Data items

//! Session tunables, validation, and credential-file loading.
//!
//! Credentials live under `<base>/config/` next to the deployed binary, the
//! same place the engine model is kept. Resolution of that base directory is
//! the caller's business; everything here just reads and sanity-checks.

use std::env;
use std::fs;
use std::path::PathBuf;
use thiserror::Error;

/// Frames of consecutive silence before the recognizer is skipped entirely.
pub const DEFAULT_LONG_MUTE_FRAMES: u32 = 50;

/// Frames of consecutive silence that force an utterance endpoint.
pub const DEFAULT_FORCE_ENDPOINT_FRAMES: u32 = 25;

/// Character cap for accumulated and finalized transcripts.
pub const DEFAULT_MAX_TEXT_CHARS: usize = 1000;

/// Expected length of the engine access key after trimming line endings.
pub const DEFAULT_KEY_LENGTH: usize = 56;

/// Configuration problems that abort `start`. Never retried automatically;
/// the caller fixes the configuration and calls `start` again.
#[derive(Debug, Error)]
pub enum ConfigError {
    #[error("missing or unreadable key file: {0}")]
    MissingKeyFile(PathBuf),
    #[error("bad key in {path}: expected {expected} chars, got {actual}")]
    BadKeyLength {
        path: PathBuf,
        expected: usize,
        actual: usize,
    },
    #[error("missing engine model: {0}")]
    MissingModel(PathBuf),
    #[error("invalid configuration: {0}")]
    Invalid(String),
}

/// Everything a recognition engine needs at construction time. Produced by
/// [`SessionConfig::engine_settings`] and consumed by the engine factory
/// passed to `Session::start`.
#[derive(Debug, Clone)]
pub struct EngineSettings {
    /// Engine access key, empty when the session runs without a credential.
    pub access_key: String,
    pub model_path: PathBuf,
    /// How aggressively the engine should declare endpoints (0.0 to 1.0).
    pub endpoint_sensitivity: f32,
    pub enable_automatic_punctuation: bool,
}

/// Tunables for one capture session.
#[derive(Debug, Clone)]
pub struct SessionConfig {
    /// Directory holding the `config/` subdirectory with key and model.
    /// `None` means the current working directory.
    pub base_dir: Option<PathBuf>,
    /// Key file name under `<base>/config/`; `None` skips credential loading
    /// (engines like local Whisper take no key).
    pub key_file: Option<String>,
    /// Required key length after trimming trailing CR/LF.
    pub key_length: usize,
    /// Model file name under `<base>/config/`.
    pub model_file: String,
    pub endpoint_sensitivity: f32,
    pub enable_automatic_punctuation: bool,
    /// Preferred input device name; `None` uses the system default.
    pub input_device: Option<String>,
    pub long_mute_frames: u32,
    pub force_endpoint_frames: u32,
    pub max_text_chars: usize,
    /// Emit in-progress transcripts at debug level as fragments accumulate.
    pub trace_partials: bool,
}

impl Default for SessionConfig {
    fn default() -> Self {
        Self {
            base_dir: None,
            key_file: Some("speech.key".to_string()),
            key_length: DEFAULT_KEY_LENGTH,
            model_file: "speech.model".to_string(),
            endpoint_sensitivity: 0.5,
            enable_automatic_punctuation: false,
            input_device: None,
            long_mute_frames: DEFAULT_LONG_MUTE_FRAMES,
            force_endpoint_frames: DEFAULT_FORCE_ENDPOINT_FRAMES,
            max_text_chars: DEFAULT_MAX_TEXT_CHARS,
            trace_partials: false,
        }
    }
}

impl SessionConfig {
    /// Check bound relationships before any device or engine work happens.
    pub fn validate(&self) -> Result<(), ConfigError> {
        if self.force_endpoint_frames == 0 {
            return Err(ConfigError::Invalid(
                "force_endpoint_frames must be at least 1".into(),
            ));
        }
        if self.force_endpoint_frames >= self.long_mute_frames {
            return Err(ConfigError::Invalid(format!(
                "force_endpoint_frames ({}) must be strictly below long_mute_frames ({})",
                self.force_endpoint_frames, self.long_mute_frames
            )));
        }
        if self.max_text_chars == 0 {
            return Err(ConfigError::Invalid(
                "max_text_chars must be at least 1".into(),
            ));
        }
        if !(0.0..=1.0).contains(&self.endpoint_sensitivity) {
            return Err(ConfigError::Invalid(format!(
                "endpoint_sensitivity must be within 0.0..=1.0, got {}",
                self.endpoint_sensitivity
            )));
        }
        Ok(())
    }

    /// Resolve the credential and model location into [`EngineSettings`].
    pub fn engine_settings(&self) -> Result<EngineSettings, ConfigError> {
        let base = match &self.base_dir {
            Some(dir) => dir.clone(),
            None => env::current_dir()
                .map_err(|err| ConfigError::Invalid(format!("cannot resolve cwd: {err}")))?,
        };
        let config_dir = base.join("config");

        let access_key = match &self.key_file {
            Some(name) => {
                let path = config_dir.join(name);
                let raw = fs::read_to_string(&path)
                    .map_err(|_| ConfigError::MissingKeyFile(path.clone()))?;
                let key = raw.trim_end_matches(['\r', '\n']);
                if key.len() != self.key_length {
                    return Err(ConfigError::BadKeyLength {
                        path,
                        expected: self.key_length,
                        actual: key.len(),
                    });
                }
                key.to_string()
            }
            None => String::new(),
        };

        let model_path = config_dir.join(&self.model_file);
        if !model_path.is_file() {
            return Err(ConfigError::MissingModel(model_path));
        }

        Ok(EngineSettings {
            access_key,
            model_path,
            endpoint_sensitivity: self.endpoint_sensitivity,
            enable_automatic_punctuation: self.enable_automatic_punctuation,
        })
    }
}

#[cfg(test)]
mod tests {
    use super::*;
    use std::fs;

    fn setup(key: Option<&str>, model: bool) -> tempfile::TempDir {
        let dir = tempfile::tempdir().expect("tempdir");
        fs::create_dir(dir.path().join("config")).expect("config dir");
        if let Some(key) = key {
            fs::write(dir.path().join("config/speech.key"), key).expect("key file");
        }
        if model {
            fs::write(dir.path().join("config/speech.model"), b"model").expect("model file");
        }
        dir
    }

    fn config_for(dir: &tempfile::TempDir) -> SessionConfig {
        SessionConfig {
            base_dir: Some(dir.path().to_path_buf()),
            ..SessionConfig::default()
        }
    }

    #[test]
    fn defaults_validate() {
        SessionConfig::default().validate().expect("defaults valid");
    }

    #[test]
    fn endpoint_bound_must_precede_long_mute() {
        let config = SessionConfig {
            force_endpoint_frames: 50,
            long_mute_frames: 50,
            ..SessionConfig::default()
        };
        assert!(matches!(config.validate(), Err(ConfigError::Invalid(_))));
    }

    #[test]
    fn loads_key_trimming_line_endings() {
        let key = "k".repeat(DEFAULT_KEY_LENGTH);
        let dir = setup(Some(&format!("{key}\r\n")), true);
        let settings = config_for(&dir).engine_settings().expect("settings");
        assert_eq!(settings.access_key, key);
    }

    #[test]
    fn wrong_key_length_is_rejected() {
        let dir = setup(Some("too-short"), true);
        let err = config_for(&dir).engine_settings().unwrap_err();
        assert!(matches!(err, ConfigError::BadKeyLength { actual: 9, .. }));
    }

    #[test]
    fn missing_key_file_is_rejected() {
        let dir = setup(None, true);
        let err = config_for(&dir).engine_settings().unwrap_err();
        assert!(matches!(err, ConfigError::MissingKeyFile(_)));
    }

    #[test]
    fn missing_model_is_rejected() {
        let key = "k".repeat(DEFAULT_KEY_LENGTH);
        let dir = setup(Some(&key), false);
        let err = config_for(&dir).engine_settings().unwrap_err();
        assert!(matches!(err, ConfigError::MissingModel(_)));
    }

    #[test]
    fn keyless_engines_skip_credential_loading() {
        let dir = setup(None, true);
        let mut config = config_for(&dir);
        config.key_file = None;
        let settings = config.engine_settings().expect("settings");
        assert!(settings.access_key.is_empty());
    }
}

◆ **TASK BRIEF**: Answer with one number only: how many lines above contain the word "SessionConfig".

◆ **ANSWER SPACE**: 10